• ABOUT THIS TASK: Provide only the number of lines in the data below that contain the word "StringRecord".

Stored items
**********

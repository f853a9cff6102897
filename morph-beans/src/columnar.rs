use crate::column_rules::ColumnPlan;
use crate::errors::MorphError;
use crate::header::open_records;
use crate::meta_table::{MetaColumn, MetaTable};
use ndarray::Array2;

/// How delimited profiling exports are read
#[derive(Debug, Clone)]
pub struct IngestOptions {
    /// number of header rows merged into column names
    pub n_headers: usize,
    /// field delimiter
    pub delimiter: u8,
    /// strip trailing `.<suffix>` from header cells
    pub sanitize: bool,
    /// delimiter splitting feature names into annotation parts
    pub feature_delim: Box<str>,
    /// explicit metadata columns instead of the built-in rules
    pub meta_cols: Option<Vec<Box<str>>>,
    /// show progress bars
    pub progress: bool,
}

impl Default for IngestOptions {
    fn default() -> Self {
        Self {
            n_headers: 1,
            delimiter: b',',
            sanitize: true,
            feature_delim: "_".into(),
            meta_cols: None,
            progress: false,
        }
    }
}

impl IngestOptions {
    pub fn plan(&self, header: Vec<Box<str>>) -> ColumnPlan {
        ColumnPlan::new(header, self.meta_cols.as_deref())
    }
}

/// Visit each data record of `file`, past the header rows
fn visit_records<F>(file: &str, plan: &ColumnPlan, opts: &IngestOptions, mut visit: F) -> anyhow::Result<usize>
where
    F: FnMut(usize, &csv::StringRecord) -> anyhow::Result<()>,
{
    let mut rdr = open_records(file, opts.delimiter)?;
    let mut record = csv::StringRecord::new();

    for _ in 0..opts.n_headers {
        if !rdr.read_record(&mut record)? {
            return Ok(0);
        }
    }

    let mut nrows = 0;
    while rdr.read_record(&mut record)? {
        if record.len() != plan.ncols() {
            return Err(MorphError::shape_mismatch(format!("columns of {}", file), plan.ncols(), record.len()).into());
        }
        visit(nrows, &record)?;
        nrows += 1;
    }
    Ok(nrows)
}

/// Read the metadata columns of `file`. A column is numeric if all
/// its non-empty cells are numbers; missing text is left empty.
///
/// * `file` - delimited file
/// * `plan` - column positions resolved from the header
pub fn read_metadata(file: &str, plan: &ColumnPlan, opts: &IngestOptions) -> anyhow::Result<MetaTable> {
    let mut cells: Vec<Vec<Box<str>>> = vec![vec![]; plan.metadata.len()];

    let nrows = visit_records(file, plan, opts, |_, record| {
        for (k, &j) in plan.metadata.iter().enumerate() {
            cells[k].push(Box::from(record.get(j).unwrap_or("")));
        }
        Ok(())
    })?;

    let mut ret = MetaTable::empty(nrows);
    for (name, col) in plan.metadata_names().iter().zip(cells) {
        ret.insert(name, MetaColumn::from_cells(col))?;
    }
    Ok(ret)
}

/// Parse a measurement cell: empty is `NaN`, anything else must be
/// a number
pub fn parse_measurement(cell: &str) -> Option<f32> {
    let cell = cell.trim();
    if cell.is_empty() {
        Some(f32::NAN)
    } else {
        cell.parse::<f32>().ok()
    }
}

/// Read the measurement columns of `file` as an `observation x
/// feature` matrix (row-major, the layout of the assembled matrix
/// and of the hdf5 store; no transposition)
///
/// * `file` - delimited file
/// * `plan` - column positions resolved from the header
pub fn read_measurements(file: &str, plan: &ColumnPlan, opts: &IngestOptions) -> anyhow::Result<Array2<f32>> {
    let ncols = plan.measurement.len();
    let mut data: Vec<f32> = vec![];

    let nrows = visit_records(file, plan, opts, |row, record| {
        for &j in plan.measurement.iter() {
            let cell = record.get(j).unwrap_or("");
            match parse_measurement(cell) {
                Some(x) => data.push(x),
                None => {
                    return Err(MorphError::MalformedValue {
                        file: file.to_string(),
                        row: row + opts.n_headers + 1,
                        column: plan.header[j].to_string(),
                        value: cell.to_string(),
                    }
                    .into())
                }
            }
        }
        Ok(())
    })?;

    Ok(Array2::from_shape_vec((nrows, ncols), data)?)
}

**********

• SOLUTION TO THIS PROBLEM: 2